Yvette Alloo

Personal information
- Nationality: Belgian
- Born: 21 June 1930 Brussels, Belgium
- Died: 23 September 2020 (aged 90)

Sport
- Country: Belgium
- Sport: Table Tennis
- Disability: Paraplegic

Achievements and titles
- Paralympic finals: 1960 Summer Paralympics 1964 Summer Paralympics

Medal record
| Gold medal – first place | 1960 Rome | Women's Table Tennis Singles Event C |
| Gold medal – first place | 1964 Tokyo | Women's Table Tennis Singles Event C |

= Yvette Alloo =

Belgian Paralympic table tennis player (1930–2020)

Yvette Alloo (21 June 1930 – 23 September 2020) was a Belgian Paralympic table tennis player. She was the first Belgian to win a gold medal at a Paralympic Games.

==Biography==
Born in Brussels in 1930, Alloo was paralyzed in her legs at the age of 15. She met her husband, Guy Herman, at the 1960 Summer Paralympics in Rome.

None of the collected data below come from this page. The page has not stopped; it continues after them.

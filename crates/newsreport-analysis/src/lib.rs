// SPDX-License-Identifier: PMPL-1.0-or-later
// Copyright (c) 2026 Jonathan D.A. Jewell (hyperpolymath) <jonathan.jewell@open.ac.uk>
//
// newsreport-analysis — the first two pipeline stages.
//
// `loader` turns a JSON export on disk into a `NewsExport`; `analyzer` reduces
// that export to the fixed-shape `Summary` the PDF renderer consumes.

pub mod analyzer;
pub mod loader;

pub use analyzer::{TOP_ARTICLE_LIMIT, analyze};
pub use loader::{load_export, parse_export};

Alloo began playing table tennis in 1955 while in rehabilitation in Brussels. In 1960, she was one of 15 Belgian athletes to participate in the Paralympics. She competed in table tennis and fencing, taking home the gold medal in table tennis. She won a second gold medal at the 1964 Summer Paralympics in Tokyo. She ended her sporting career in 1965.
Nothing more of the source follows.